— WORK REQUEST —
Set down each line of the listing below exactly as it is written.

— RECORDS SHOWN —
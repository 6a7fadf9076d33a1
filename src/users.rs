//! Users

use uuid::Uuid;

/// An opaque purchasing user.
///
/// Every call to [`User::new`] produces a distinct identity. The pricing engine only uses the
/// identity to remember who has already received a happy-hour gift today.
#[derive(Debug, Clone, PartialEq, Eq, Hash)]
pub struct User {
    id: Uuid,
    underage: bool,
}

impl User {
    /// Creates a new, distinct user.
    #[must_use]
    pub fn new(underage: bool) -> Self {
        Self {
            id: Uuid::new_v4(),
            underage,
        }
    }

    /// Returns the unique id of this user.
    #[must_use]
    pub fn id(&self) -> Uuid {
        self.id
    }

    /// Returns whether the user is a minor.
    #[must_use]
    pub fn is_underage(&self) -> bool {
        self.underage
    }
}

#[cfg(test)]
mod tests {
    use super::*;

    #[test]
    fn users_are_distinct_identities() {
        let a = User::new(false);
        let b = User::new(false);

        assert_ne!(a.id(), b.id());
        assert_ne!(a, b);
    }

    #[test]
    fn underage_flag_round_trips() {
        assert!(User::new(true).is_underage());
        assert!(!User::new(false).is_underage());
    }

    #[test]
    fn clones_share_the_identity() {
        let user = User::new(true);
        let clone = user.clone();

        assert_eq!(user.id(), clone.id());
        assert_eq!(user, clone);
    }
}
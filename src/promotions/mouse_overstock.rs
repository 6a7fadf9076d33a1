//! Mouse Overstock
//!
//! Orders carrying more than ten mice get the cheapest mouse free. The gifted price is remembered
//! so the combo gift rule can avoid giving the same item away twice.

use tracing::debug;

use crate::{
    items::{Category, cheapest_price_of, count_of},
    orders::Order,
    promotions::{Pipeline, Promotion, PromotionError},
};

/// Orders must carry strictly more than this many mice to qualify.
const QUALIFYING_COUNT: usize = 10;

pub(crate) fn apply<'a>(
    order: &Order<'a>,
    pipeline: &mut Pipeline<'a>,
) -> Result<(), PromotionError> {
    if count_of(order.items(), Category::Mouse) <= QUALIFYING_COUNT {
        return Ok(());
    }

    // The count check guarantees at least one mouse is present.
    let Some(cheapest) = cheapest_price_of(order.items(), Category::Mouse) else {
        return Ok(());
    };

    pipeline.record_gifted_mouse(cheapest);

    debug!(amount = %cheapest, "mouse overstock gift applied");

    pipeline.discount(Promotion::MouseOverstock, cheapest)
}
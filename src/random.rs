//! Random

use mockall::automock;
use rand::Rng;

/// A source of uniformly distributed random booleans.
///
/// The pricing engine draws at most one flip per call, and only once every other happy-hour gift
/// condition has already passed. Tests inject [`MockCoinFlip`] to pin the draw and to assert the
/// source is left untouched when an earlier condition fails.
#[automock]
pub trait CoinFlip {
    /// Draws one random boolean.
    fn flip(&self) -> bool;
}

/// Coin flips drawn from the thread-local RNG.
#[derive(Debug, Clone, Copy, Default)]
pub struct ThreadCoin;

impl CoinFlip for ThreadCoin {
    fn flip(&self) -> bool {
        rand::thread_rng().gen_bool(0.5)
    }
}
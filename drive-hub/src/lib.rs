pub mod cache;
pub mod document;
pub mod events;
pub mod multipart;
pub mod remote;
pub mod service;
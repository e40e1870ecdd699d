//! Documents mirrored from the remote drive.
//!
//! A [`Document`] carries two content generations: the `baseline` captured at
//! load/save time and the live-edited `current` value. The diff between them
//! decides whether a save has to hit the store at all.

use chrono::{DateTime, Utc};
use serde::{Deserialize, Serialize};
use serde_json::Value;

/// Error kind used when a document is absent locally or remotely.
pub const FILE_NOT_FOUND: &str = "File Not Found";
/// Error kind used when the remote payload is not valid JSON.
pub const INVALID_FILE_FORMAT: &str = "Invalid File Format";
/// Error kind used when the store refuses access to the content.
pub const PERMISSION_DENIED: &str = "Permission Denied";

/// Structured descriptor delivered in place of content when a document could
/// not be materialized.
#[derive(Clone, Debug, PartialEq, Eq, Serialize, Deserialize)]
pub struct ContentError {
    #[serde(rename = "type")]
    pub kind: String,
    pub message: String,
}

impl ContentError {
    pub fn new(kind: impl Into<String>, message: impl Into<String>) -> Self {
        Self {
            kind: kind.into(),
            message: message.into(),
        }
    }

    pub fn not_found(id: &str) -> Self {
        Self::new(FILE_NOT_FOUND, format!("file {} could not be found", id))
    }

    pub fn permission_denied(id: &str) -> Self {
        Self::new(
            PERMISSION_DENIED,
            format!("access to file {} was denied", id),
        )
    }

    pub fn invalid_format(detail: &str) -> Self {
        Self::new(INVALID_FILE_FORMAT, detail.to_string())
    }
}

/// Parsed JSON payload, or the error descriptor delivered in its place.
#[derive(Clone, Debug, PartialEq)]
pub enum DocumentContent {
    Json(Value),
    Error(ContentError),
}

impl DocumentContent {
    pub fn as_json(&self) -> Option<&Value> {
        match self {
            DocumentContent::Json(value) => Some(value),
            DocumentContent::Error(_) => None,
        }
    }

    pub fn error(&self) -> Option<&ContentError> {
        match self {
            DocumentContent::Json(_) => None,
            DocumentContent::Error(err) => Some(err),
        }
    }

    pub fn is_error(&self) -> bool {
        matches!(self, DocumentContent::Error(_))
    }
}

/// One remote document's identity, metadata and content state.
///
/// At most one cache entry exists per id; the cache replaces entries
/// wholesale on publish rather than mutating them in place.
#[derive(Clone, Debug, PartialEq)]
pub struct Document {
    id: String,
    name: String,
    editable: bool,
    modified_time: Option<DateTime<Utc>>,
    baseline: DocumentContent,
    current: DocumentContent,
}

impl Document {
    pub fn new(
        id: impl Into<String>,
        name: impl Into<String>,
        editable: bool,
        modified_time: Option<DateTime<Utc>>,
        content: DocumentContent,
    ) -> Self {
        Self {
            id: id.into(),
            name: name.into(),
            editable,
            modified_time,
            baseline: content.clone(),
            current: content,
        }
    }

    /// Placeholder for an id that has no cache entry. Carries a
    /// `File Not Found` descriptor so observers always receive a document
    /// they can render.
    pub fn not_found(id: &str) -> Self {
        Self::new(
            id,
            String::new(),
            false,
            None,
            DocumentContent::Error(ContentError::not_found(id)),
        )
    }

    pub fn id(&self) -> &str {
        &self.id
    }

    pub fn name(&self) -> &str {
        &self.name
    }

    pub fn set_name(&mut self, name: impl Into<String>) {
        self.name = name.into();
    }

    pub fn editable(&self) -> bool {
        self.editable
    }

    pub fn modified_time(&self) -> Option<DateTime<Utc>> {
        self.modified_time
    }

    /// The live-edited content generation.
    pub fn content(&self) -> &DocumentContent {
        &self.current
    }

    /// The content generation captured at load/save time.
    pub fn baseline(&self) -> &DocumentContent {
        &self.baseline
    }

    /// Replace the live content. The baseline is untouched, so the document
    /// becomes dirty unless the new value equals it.
    pub fn set_content(&mut self, value: Value) {
        self.current = DocumentContent::Json(value);
    }

    pub fn is_dirty(&self) -> bool {
        self.current != self.baseline
    }

    /// The current JSON value when it differs from the baseline. `None`
    /// means a save would be a no-op; error content is never saveable.
    pub fn pending_changes(&self) -> Option<&Value> {
        if self.current == self.baseline {
            return None;
        }
        self.current.as_json()
    }

    /// Promote the current content to the baseline after a successful save.
    pub fn mark_saved(&mut self) {
        self.baseline = self.current.clone();
    }
}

— OUTPUT OF THE EXERCISE —
repository 6a7fadf9076d33a1
filename src/users.rs
//! Users

use uuid::Uuid;

/// An opaque purchasing user.
///
/// Every call to [`User::new`] produces a distinct identity. The pricing engine only uses the
/// identity to remember who has already received a happy-hour gift today.
#[derive(Debug, Clone, PartialEq, Eq, Hash)]
pub struct User {
    id: Uuid,
    underage: bool,
}

impl User {
    /// Creates a new, distinct user.
    #[must_use]
    pub fn new(underage: bool) -> Self {
        Self {
            id: Uuid::new_v4(),
            underage,
        }
    }

    /// Returns the unique id of this user.
    #[must_use]
    pub fn id(&self) -> Uuid {
        self.id
    }

    /// Returns whether the user is a minor.
    #[must_use]
    pub fn is_underage(&self) -> bool {
        self.underage
    }
}

#[cfg(test)]
mod tests {
    use super::*;

    #[test]
    fn users_are_distinct_identities() {
        let a = User::new(false);
        let b = User::new(false);

        assert_ne!(a.id(), b.id());
        assert_ne!(a, b);
    }

    #[test]
    fn underage_flag_round_trips() {
        assert!(User::new(true).is_underage());
        assert!(!User::new(false).is_underage());
    }

    #[test]
    fn clones_share_the_identity() {
        let user = User::new(true);
        let clone = user.clone();

        assert_eq!(user.id(), clone.id());
        assert_eq!(user, clone);
    }
}
filename src/promotions/mouse_overstock.rs
repository 6a7fadf9076d33a1
//! Mouse Overstock
//!
//! Orders carrying more than ten mice get the cheapest mouse free. The gifted price is remembered
//! so the combo gift rule can avoid giving the same item away twice.

use tracing::debug;

use crate::{
    items::{Category, cheapest_price_of, count_of},
    orders::Order,
    promotions::{Pipeline, Promotion, PromotionError},
};

/// Orders must carry strictly more than this many mice to qualify.
const QUALIFYING_COUNT: usize = 10;

pub(crate) fn apply<'a>(
    order: &Order<'a>,
    pipeline: &mut Pipeline<'a>,
) -> Result<(), PromotionError> {
    if count_of(order.items(), Category::Mouse) <= QUALIFYING_COUNT {
        return Ok(());
    }

    // The count check guarantees at least one mouse is present.
    let Some(cheapest) = cheapest_price_of(order.items(), Category::Mouse) else {
        return Ok(());
    };

    pipeline.record_gifted_mouse(cheapest);

    debug!(amount = %cheapest, "mouse overstock gift applied");

    pipeline.discount(Promotion::MouseOverstock, cheapest)
}
filename src/random.rs
//! Random

use mockall::automock;
use rand::Rng;

/// A source of uniformly distributed random booleans.
///
/// The pricing engine draws at most one flip per call, and only once every other happy-hour gift
/// condition has already passed. Tests inject [`MockCoinFlip`] to pin the draw and to assert the
/// source is left untouched when an earlier condition fails.
#[automock]
pub trait CoinFlip {
    /// Draws one random boolean.
    fn flip(&self) -> bool;
}

/// Coin flips drawn from the thread-local RNG.
#[derive(Debug, Clone, Copy, Default)]
pub struct ThreadCoin;

impl CoinFlip for ThreadCoin {
    fn flip(&self) -> bool {
        rand::thread_rng().gen_bool(0.5)
    }
}
filename drive-hub/src/lib.rs
pub mod cache;
pub mod document;
pub mod events;
pub mod multipart;
pub mod remote;
pub mod service;
repository e40e1870ecdd699d
//! Documents mirrored from the remote drive.
//!
//! A [`Document`] carries two content generations: the `baseline` captured at
//! load/save time and the live-edited `current` value. The diff between them
//! decides whether a save has to hit the store at all.

use chrono::{DateTime, Utc};
use serde::{Deserialize, Serialize};
use serde_json::Value;

/// Error kind used when a document is absent locally or remotely.
pub const FILE_NOT_FOUND: &str = "File Not Found";
/// Error kind used when the remote payload is not valid JSON.
pub const INVALID_FILE_FORMAT: &str = "Invalid File Format";
/// Error kind used when the store refuses access to the content.
pub const PERMISSION_DENIED: &str = "Permission Denied";

/// Structured descriptor delivered in place of content when a document could
/// not be materialized.
#[derive(Clone, Debug, PartialEq, Eq, Serialize, Deserialize)]
pub struct ContentError {
    #[serde(rename = "type")]
    pub kind: String,
    pub message: String,
}

impl ContentError {
    pub fn new(kind: impl Into<String>, message: impl Into<String>) -> Self {
        Self {
            kind: kind.into(),
            message: message.into(),
        }
    }

    pub fn not_found(id: &str) -> Self {
        Self::new(FILE_NOT_FOUND, format!("file {} could not be found", id))
    }

    pub fn permission_denied(id: &str) -> Self {
        Self::new(
            PERMISSION_DENIED,
            format!("access to file {} was denied", id),
        )
    }

    pub fn invalid_format(detail: &str) -> Self {
        Self::new(INVALID_FILE_FORMAT, detail.to_string())
    }
}

/// Parsed JSON payload, or the error descriptor delivered in its place.
#[derive(Clone, Debug, PartialEq)]
pub enum DocumentContent {
    Json(Value),
    Error(ContentError),
}

impl DocumentContent {
    pub fn as_json(&self) -> Option<&Value> {
        match self {
            DocumentContent::Json(value) => Some(value),
            DocumentContent::Error(_) => None,
        }
    }

    pub fn error(&self) -> Option<&ContentError> {
        match self {
            DocumentContent::Json(_) => None,
            DocumentContent::Error(err) => Some(err),
        }
    }

    pub fn is_error(&self) -> bool {
        matches!(self, DocumentContent::Error(_))
    }
}

/// One remote document's identity, metadata and content state.
///
/// At most one cache entry exists per id; the cache replaces entries
/// wholesale on publish rather than mutating them in place.
#[derive(Clone, Debug, PartialEq)]
pub struct Document {
    id: String,
    name: String,
    editable: bool,
    modified_time: Option<DateTime<Utc>>,
    baseline: DocumentContent,
    current: DocumentContent,
}

impl Document {
    pub fn new(
        id: impl Into<String>,
        name: impl Into<String>,
        editable: bool,
        modified_time: Option<DateTime<Utc>>,
        content: DocumentContent,
    ) -> Self {
        Self {
            id: id.into(),
            name: name.into(),
            editable,
            modified_time,
            baseline: content.clone(),
            current: content,
        }
    }

    /// Placeholder for an id that has no cache entry. Carries a
    /// `File Not Found` descriptor so observers always receive a document
    /// they can render.
    pub fn not_found(id: &str) -> Self {
        Self::new(
            id,
            String::new(),
            false,
            None,
            DocumentContent::Error(ContentError::not_found(id)),
        )
    }

    pub fn id(&self) -> &str {
        &self.id
    }

    pub fn name(&self) -> &str {
        &self.name
    }

    pub fn set_name(&mut self, name: impl Into<String>) {
        self.name = name.into();
    }

    pub fn editable(&self) -> bool {
        self.editable
    }

    pub fn modified_time(&self) -> Option<DateTime<Utc>> {
        self.modified_time
    }

    /// The live-edited content generation.
    pub fn content(&self) -> &DocumentContent {
        &self.current
    }

    /// The content generation captured at load/save time.
    pub fn baseline(&self) -> &DocumentContent {
        &self.baseline
    }

    /// Replace the live content. The baseline is untouched, so the document
    /// becomes dirty unless the new value equals it.
    pub fn set_content(&mut self, value: Value) {
        self.current = DocumentContent::Json(value);
    }

    pub fn is_dirty(&self) -> bool {
        self.current != self.baseline
    }

    /// The current JSON value when it differs from the baseline. `None`
    /// means a save would be a no-op; error content is never saveable.
    pub fn pending_changes(&self) -> Option<&Value> {
        if self.current == self.baseline {
            return None;
        }
        self.current.as_json()
    }

    /// Promote the current content to the baseline after a successful save.
    pub fn mark_saved(&mut self) {
        self.baseline = self.current.clone();
    }
}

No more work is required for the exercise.